▶ **Problem statement**:
From the entries below, copy every line that holds the word "OperationId".

╭─ Record extracts

/// Conversion from ModelXError to ExError
impl From<ModelXError> for ExError {
    fn from(err: ModelXError) -> Self {
        let message = err.to_string();
        match err {
            ModelXError::OperationInProgress { name, .. } => {
                ExError::new(ExErrorKind::OperationInProgress)
                    .with_op(name)
                    .with_message(message)
            }

            ModelXError::NoOperationInProgress { op } => ExError::new(ExErrorKind::NoOperation)
                .with_op(op)
                .with_message(message),

            ModelXError::UnknownAttributeKind {
                type_name,
                attribute,
                ..
            } => ExError::new(ExErrorKind::UnknownAttributeKind)
                .with_element_id(type_name)
                .with_field(attribute)
                .with_message(message),

            ModelXError::UnknownTypeKind { type_name, .. } => {
                ExError::new(ExErrorKind::ContractViolation)
                    .with_element_id(type_name)
                    .with_message(message)
            }

            ModelXError::ValueNotInCollection {
                element_id, field, ..
            }
            | ModelXError::IndexOutOfBounds {
                element_id, field, ..
            }
            | ModelXError::ReorderAfterEdit { element_id, field } => ExError::new(ExErrorKind::ContractViolation)
                .with_element_id(element_id)
                .with_field(field)
                .with_message(message),

            ModelXError::IdDecode { .. } => ExError::new(ExErrorKind::Decode).with_message(message),

            ModelXError::InvalidIdBase { .. } => {
                ExError::new(ExErrorKind::InvalidInput).with_message(message)
            }

            ModelXError::UnknownType { type_name } => ExError::new(ExErrorKind::UnknownType)
                .with_element_id(type_name)
                .with_message(message),

            ModelXError::InheritanceCycle { type_name } => ExError::new(ExErrorKind::CycleDetected)
                .with_element_id(type_name)
                .with_message(message),

            ModelXError::ElementNotFound { element_id } => ExError::new(ExErrorKind::NotFound)
                .with_element_id(element_id)
                .with_message(message),

            ModelXError::DuplicateElement { element_id } => {
                ExError::new(ExErrorKind::AlreadyExists)
                    .with_element_id(element_id)
                    .with_message(message)
            }

            ModelXError::UnknownField { element_id, field }
            | ModelXError::FieldKindMismatch {
                element_id, field, ..
            } => ExError::new(ExErrorKind::InvalidInput)
                .with_element_id(element_id)
                .with_field(field)
                .with_message(message),

            ModelXError::AlreadyOwned { element_id, .. } => {
                ExError::new(ExErrorKind::MultipleParents)
                    .with_element_id(element_id)
                    .with_message(message)
            }

            ModelXError::OwnershipCycle { element_id, .. } => {
                ExError::new(ExErrorKind::CycleDetected)
                    .with_element_id(element_id)
                    .with_message(message)
            }

            ModelXError::SlotOccupied { element_id, field } => {
                ExError::new(ExErrorKind::IllegalReparent)
                    .with_element_id(element_id)
                    .with_field(field)
                    .with_message(message)
            }

            ModelXError::NotOwned { element_id } => ExError::new(ExErrorKind::IllegalReparent)
                .with_element_id(element_id)
                .with_message(message),

            ModelXError::DanglingOwnedElement {
                element_id, field, ..
            } => ExError::new(ExErrorKind::InvariantViolation)
                .with_element_id(element_id)
                .with_field(field)
                .with_message(message),

            ModelXError::MultipleOwners { element_id, .. } => {
                ExError::new(ExErrorKind::MultipleParents)
                    .with_element_id(element_id)
                    .with_message(message)
            }

            ModelXError::ParentPointerMismatch { element_id, .. }
            | ModelXError::UnresolvedType { element_id, .. } => {
                ExError::new(ExErrorKind::InvariantViolation)
                    .with_element_id(element_id)
                    .with_message(message)
            }

            ModelXError::NothingToUndo | ModelXError::NothingToRedo => {
                ExError::new(ExErrorKind::NothingToReplay).with_message(message)
            }

            ModelXError::ReplayMismatch {
                element_id, field, ..
            } => ExError::new(ExErrorKind::ReplayFailed)
                .with_element_id(element_id)
                .with_field(field)
                .with_message(message),

            ModelXError::ListenerFailed { operation_id, .. } => {
                ExError::new(ExErrorKind::CallbackFailed)
                    .with_op(operation_id)
                    .with_message(message)
            }

            ModelXError::ConstraintFailed {
                rule_id, element_id, ..
            } => ExError::new(ExErrorKind::CallbackFailed)
                .with_op(rule_id)
                .with_element_id(element_id)
                .with_message(message),

            ModelXError::InvalidConfig { .. } => {
                ExError::new(ExErrorKind::Config).with_message(message)
            }

            ModelXError::Serialization { .. } => {
                ExError::new(ExErrorKind::Serialization).with_message(message)
            }

            ModelXError::Internal { .. } => ExError::new(ExErrorKind::Internal).with_message(message),
        }
    }
}
//! Identity newtypes for graph elements and recorded operations
//!
//! Element ids are produced by the identifier generator in `modelx-core`;
//! this crate only fixes their representation so every layer agrees on it.

use serde::{Deserialize, Serialize};
use uuid::Uuid;

/// Opaque identifier of an element in the model graph
#[derive(Debug, Clone, PartialEq, Eq, PartialOrd, Ord, Hash, Serialize, Deserialize)]
pub struct ElementId(String);

impl ElementId {
    /// Get the string representation
    pub fn as_str(&self) -> &str {
        &self.0
    }

    /// Create from an existing string (for deserialization and tests)
    pub fn from_string(s: String) -> Self {
        Self(s)
    }

    /// Consume the id and return the inner string
    pub fn into_string(self) -> String {
        self.0
    }
}

impl From<&str> for ElementId {
    fn from(s: &str) -> Self {
        Self(s.to_string())
    }
}

impl From<String> for ElementId {
    fn from(s: String) -> Self {
        Self(s)
    }
}

impl std::fmt::Display for ElementId {
    fn fmt(&self, f: &mut std::fmt::Formatter<'_>) -> std::fmt::Result {
        write!(f, "{}", self.0)
    }
}

/// Identifier of a recorded operation batch
#[derive(Debug, Clone, PartialEq, Eq, Hash, Serialize, Deserialize)]
pub struct OperationId(String);

impl OperationId {
    /// Generate a new time-ordered OperationId using UUIDv7
    pub fn new() -> Self {
        Self(Uuid::now_v7().to_string())
    }

    /// Get the string representation
    pub fn as_str(&self) -> &str {
        &self.0
    }

    /// Create from an existing string (for deserialization)
    pub fn from_string(s: String) -> Self {
        Self(s)
    }
}

impl Default for OperationId {
    fn default() -> Self {
        Self::new()
    }
}

impl std::fmt::Display for OperationId {
    fn fmt(&self, f: &mut std::fmt::Formatter<'_>) -> std::fmt::Result {
        write!(f, "{}", self.0)
    }
}

#[cfg(test)]
mod tests {
    use super::*;

    #[test]
    fn test_operation_id_generation() {
        let id1 = OperationId::new();
        let id2 = OperationId::new();

        assert_ne!(id1, id2);
        assert!(!id1.as_str().is_empty());
    }

    #[test]
    fn test_element_id_display() {
        let id = ElementId::from("AAAB");
        assert_eq!(format!("{}", id), "AAAB");
        assert_eq!(id.as_str(), "AAAB");
    }

    #[test]
    fn test_element_id_serializes_as_plain_string() {
        let id = ElementId::from("e-1");
        let json = serde_json::to_string(&id).unwrap();
        assert_eq!(json, "\"e-1\"");

        let back: ElementId = serde_json::from_str(&json).unwrap();
        assert_eq!(back, id);
    }
}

╰─

▶ **Expected answer**:
pub struct OperationId(String);
impl OperationId {
    /// Generate a new time-ordered OperationId using UUIDv7
impl Default for OperationId {
impl std::fmt::Display for OperationId {
        let id1 = OperationId::new();
        let id2 = OperationId::new();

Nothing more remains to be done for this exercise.